What this task involves: Using the records below, transcribe word for word the stretch from the line that contains "use super::state::AppState;" through the line that contains "type for handlers.", both end lines included, and nothing else.

(Items from a dataset)
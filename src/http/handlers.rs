//! HTTP handlers for the REST API.
//!
//! Each handler corresponds to an API endpoint: it gates the caller role,
//! delegates to the repository and shapes the response. Every invariant
//! (uniqueness, overlap, occupancy conflicts) is enforced inside the
//! repository so the handlers stay declarative.

use axum::{
    extract::{Path, State},
    http::StatusCode,
    Json,
};
use uuid::Uuid;

use super::auth::AuthUser;
use super::dto::{
    AcademicYearListResponse, ClassroomListResponse, EducationalLevelListResponse,
    HealthResponse, SessionListResponse, SubjectAssignmentListResponse, TimeSlotListResponse,
};
use super::error::AppError;
use super::state::AppState;
use crate::models::{
    AcademicYear, Classroom, ClassroomPatch, EducationalLevel, NewAcademicYear, NewClassroom,
    NewEducationalLevel, NewSession, NewSubjectAssignment, NewTimeSlot, ScheduleSession,
    SessionPatch, SubjectAssignment, TimeSlot, TimeSlotPatch,
};

/// Result type for handlers.
pub type HandlerResult<T> = Result<Json<T>, AppError>;

/// Result type for create handlers (201 + body).
pub type CreatedResult<T> = Result<(StatusCode, Json<T>), AppError>;

// =============================================================================
// Health Check
// =============================================================================

/// GET /health
///
/// Health check endpoint to verify the service is running and the
/// repository is reachable. Unauthenticated.
pub async fn health_check(State(state): State<AppState>) -> HandlerResult<HealthResponse> {
    let db_status = match state.repository.health_check().await {
        Ok(true) => "connected".to_string(),
        Ok(false) => "disconnected".to_string(),
        Err(e) => format!("error: {}", e),
    };

    Ok(Json(HealthResponse {
        status: "ok".to_string(),
        version: "v1".to_string(),
        database: db_status,
    }))
}

// =============================================================================
// Classroom Registry
// =============================================================================

/// GET /schedules/classrooms
pub async fn list_classrooms(
    State(state): State<AppState>,
    _user: AuthUser,
) -> HandlerResult<ClassroomListResponse> {
    let classrooms = state.repository.list_classrooms().await?;
    let total = classrooms.len();
    Ok(Json(ClassroomListResponse { classrooms, total }))
}

/// GET /schedules/classrooms/{id}
pub async fn get_classroom(
    State(state): State<AppState>,
    _user: AuthUser,
    Path(id): Path<Uuid>,
) -> HandlerResult<Classroom> {
    Ok(Json(state.repository.get_classroom(id).await?))
}

/// POST /schedules/classrooms
pub async fn create_classroom(
    State(state): State<AppState>,
    user: AuthUser,
    Json(input): Json<NewClassroom>,
) -> CreatedResult<Classroom> {
    user.require_admin()?;
    let room = state.repository.insert_classroom(input).await?;
    Ok((StatusCode::CREATED, Json(room)))
}

/// PATCH /schedules/classrooms/{id}
pub async fn update_classroom(
    State(state): State<AppState>,
    user: AuthUser,
    Path(id): Path<Uuid>,
    Json(patch): Json<ClassroomPatch>,
) -> HandlerResult<Classroom> {
    user.require_admin()?;
    Ok(Json(state.repository.update_classroom(id, patch).await?))
}

/// DELETE /schedules/classrooms/{id}
pub async fn delete_classroom(
    State(state): State<AppState>,
    user: AuthUser,
    Path(id): Path<Uuid>,
) -> Result<StatusCode, AppError> {
    user.require_admin()?;
    state.repository.delete_classroom(id).await?;
    Ok(StatusCode::NO_CONTENT)
}

// =============================================================================
// Time-Slot Registry
// =============================================================================

/// GET /schedules/time-slots
pub async fn list_time_slots(
    State(state): State<AppState>,
    user: AuthUser,
) -> HandlerResult<TimeSlotListResponse> {
    user.require_admin()?;
    let time_slots = state.repository.list_time_slots().await?;
    let total = time_slots.len();
    Ok(Json(TimeSlotListResponse { time_slots, total }))
}

/// GET /schedules/time-slots/by-educational-level/{id}
pub async fn list_time_slots_by_level(
    State(state): State<AppState>,
    user: AuthUser,
    Path(level_id): Path<Uuid>,
) -> HandlerResult<TimeSlotListResponse> {
    user.require_admin()?;
    let time_slots = state.repository.list_time_slots_by_level(level_id).await?;
    let total = time_slots.len();
    Ok(Json(TimeSlotListResponse { time_slots, total }))
}

/// GET /schedules/time-slots/{id}
pub async fn get_time_slot(
    State(state): State<AppState>,
    user: AuthUser,
    Path(id): Path<Uuid>,
) -> HandlerResult<TimeSlot> {
    user.require_admin()?;
    Ok(Json(state.repository.get_time_slot(id).await?))
}

/// POST /schedules/time-slots
pub async fn create_time_slot(
    State(state): State<AppState>,
    user: AuthUser,
    Json(input): Json<NewTimeSlot>,
) -> CreatedResult<TimeSlot> {
    user.require_admin()?;
    let slot = state.repository.insert_time_slot(input).await?;
    Ok((StatusCode::CREATED, Json(slot)))
}

/// PATCH /schedules/time-slots/{id}
pub async fn update_time_slot(
    State(state): State<AppState>,
    user: AuthUser,
    Path(id): Path<Uuid>,
    Json(patch): Json<TimeSlotPatch>,
) -> HandlerResult<TimeSlot> {
    user.require_admin()?;
    Ok(Json(state.repository.update_time_slot(id, patch).await?))
}

/// DELETE /schedules/time-slots/{id}
pub async fn delete_time_slot(
    State(state): State<AppState>,
    user: AuthUser,
    Path(id): Path<Uuid>,
) -> Result<StatusCode, AppError> {
    user.require_admin()?;
    state.repository.delete_time_slot(id).await?;
    Ok(StatusCode::NO_CONTENT)
}

// =============================================================================
// Schedule Sessions
// =============================================================================

/// GET /schedules/sessions
pub async fn list_sessions(
    State(state): State<AppState>,
    _user: AuthUser,
) -> HandlerResult<SessionListResponse> {
    let sessions = state.repository.list_sessions().await?;
    let total = sessions.len();
    Ok(Json(SessionListResponse { sessions, total }))
}

/// GET /schedules/sessions/by-teacher/{teacherId}
pub async fn list_sessions_by_teacher(
    State(state): State<AppState>,
    _user: AuthUser,
    Path(teacher_id): Path<Uuid>,
) -> HandlerResult<SessionListResponse> {
    let sessions = state.repository.list_sessions_by_teacher(teacher_id).await?;
    let total = sessions.len();
    Ok(Json(SessionListResponse { sessions, total }))
}

/// GET /schedules/sessions/by-class-group/{classGroupId}
pub async fn list_sessions_by_class_group(
    State(state): State<AppState>,
    _user: AuthUser,
    Path(class_group_id): Path<Uuid>,
) -> HandlerResult<SessionListResponse> {
    let sessions = state
        .repository
        .list_sessions_by_class_group(class_group_id)
        .await?;
    let total = sessions.len();
    Ok(Json(SessionListResponse { sessions, total }))
}

/// GET /schedules/sessions/by-classroom/{classroomId}
pub async fn list_sessions_by_classroom(
    State(state): State<AppState>,
    _user: AuthUser,
    Path(classroom_id): Path<Uuid>,
) -> HandlerResult<SessionListResponse> {
    let sessions = state
        .repository
        .list_sessions_by_classroom(classroom_id)
        .await?;
    let total = sessions.len();
    Ok(Json(SessionListResponse { sessions, total }))
}

/// POST /schedules/sessions
///
/// Creates a session after the repository resolves all references and the
/// classroom/teacher/class-group occupancy checks pass.
pub async fn create_session(
    State(state): State<AppState>,
    user: AuthUser,
    Json(input): Json<NewSession>,
) -> CreatedResult<ScheduleSession> {
    user.require_admin()?;
    let session = state.repository.insert_session(input).await?;
    Ok((StatusCode::CREATED, Json(session)))
}

/// PATCH /schedules/sessions/{id}
///
/// Merges the patch over the stored session and re-runs the occupancy
/// checks with the session itself excluded; on conflict the stored row is
/// untouched.
pub async fn update_session(
    State(state): State<AppState>,
    user: AuthUser,
    Path(id): Path<Uuid>,
    Json(patch): Json<SessionPatch>,
) -> HandlerResult<ScheduleSession> {
    user.require_admin()?;
    Ok(Json(state.repository.update_session(id, patch).await?))
}

/// DELETE /schedules/sessions/{id}
pub async fn delete_session(
    State(state): State<AppState>,
    user: AuthUser,
    Path(id): Path<Uuid>,
) -> Result<StatusCode, AppError> {
    user.require_admin()?;
    state.repository.delete_session(id).await?;
    Ok(StatusCode::NO_CONTENT)
}

// =============================================================================
// Reference Registry
// =============================================================================

/// GET /reference/educational-levels
pub async fn list_educational_levels(
    State(state): State<AppState>,
    _user: AuthUser,
) -> HandlerResult<EducationalLevelListResponse> {
    let educational_levels = state.repository.list_educational_levels().await?;
    let total = educational_levels.len();
    Ok(Json(EducationalLevelListResponse {
        educational_levels,
        total,
    }))
}

/// GET /reference/educational-levels/{id}
pub async fn get_educational_level(
    State(state): State<AppState>,
    _user: AuthUser,
    Path(id): Path<Uuid>,
) -> HandlerResult<EducationalLevel> {
    Ok(Json(state.repository.get_educational_level(id).await?))
}

/// POST /reference/educational-levels
pub async fn create_educational_level(
    State(state): State<AppState>,
    user: AuthUser,
    Json(input): Json<NewEducationalLevel>,
) -> CreatedResult<EducationalLevel> {
    user.require_admin()?;
    let level = state.repository.insert_educational_level(input).await?;
    Ok((StatusCode::CREATED, Json(level)))
}

/// GET /reference/academic-years
pub async fn list_academic_years(
    State(state): State<AppState>,
    _user: AuthUser,
) -> HandlerResult<AcademicYearListResponse> {
    let academic_years = state.repository.list_academic_years().await?;
    let total = academic_years.len();
    Ok(Json(AcademicYearListResponse {
        academic_years,
        total,
    }))
}

/// GET /reference/academic-years/{id}
pub async fn get_academic_year(
    State(state): State<AppState>,
    _user: AuthUser,
    Path(id): Path<Uuid>,
) -> HandlerResult<AcademicYear> {
    Ok(Json(state.repository.get_academic_year(id).await?))
}

/// POST /reference/academic-years
pub async fn create_academic_year(
    State(state): State<AppState>,
    user: AuthUser,
    Json(input): Json<NewAcademicYear>,
) -> CreatedResult<AcademicYear> {
    user.require_admin()?;
    let year = state.repository.insert_academic_year(input).await?;
    Ok((StatusCode::CREATED, Json(year)))
}

/// GET /reference/subject-assignments
pub async fn list_subject_assignments(
    State(state): State<AppState>,
    _user: AuthUser,
) -> HandlerResult<SubjectAssignmentListResponse> {
    let subject_assignments = state.repository.list_subject_assignments().await?;
    let total = subject_assignments.len();
    Ok(Json(SubjectAssignmentListResponse {
        subject_assignments,
        total,
    }))
}

/// GET /reference/subject-assignments/{id}
pub async fn get_subject_assignment(
    State(state): State<AppState>,
    _user: AuthUser,
    Path(id): Path<Uuid>,
) -> HandlerResult<SubjectAssignment> {
    Ok(Json(state.repository.get_subject_assignment(id).await?))
}

/// POST /reference/subject-assignments
pub async fn create_subject_assignment(
    State(state): State<AppState>,
    user: AuthUser,
    Json(input): Json<NewSubjectAssignment>,
) -> CreatedResult<SubjectAssignment> {
    user.require_admin()?;
    let assignment = state.repository.insert_subject_assignment(input).await?;
    Ok((StatusCode::CREATED, Json(assignment)))
}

Answer to the problem:
use super::state::AppState;
use crate::models::{
    AcademicYear, Classroom, ClassroomPatch, EducationalLevel, NewAcademicYear, NewClassroom,
    NewEducationalLevel, NewSession, NewSubjectAssignment, NewTimeSlot, ScheduleSession,
    SessionPatch, SubjectAssignment, TimeSlot, TimeSlotPatch,
};

/// Result type for handlers.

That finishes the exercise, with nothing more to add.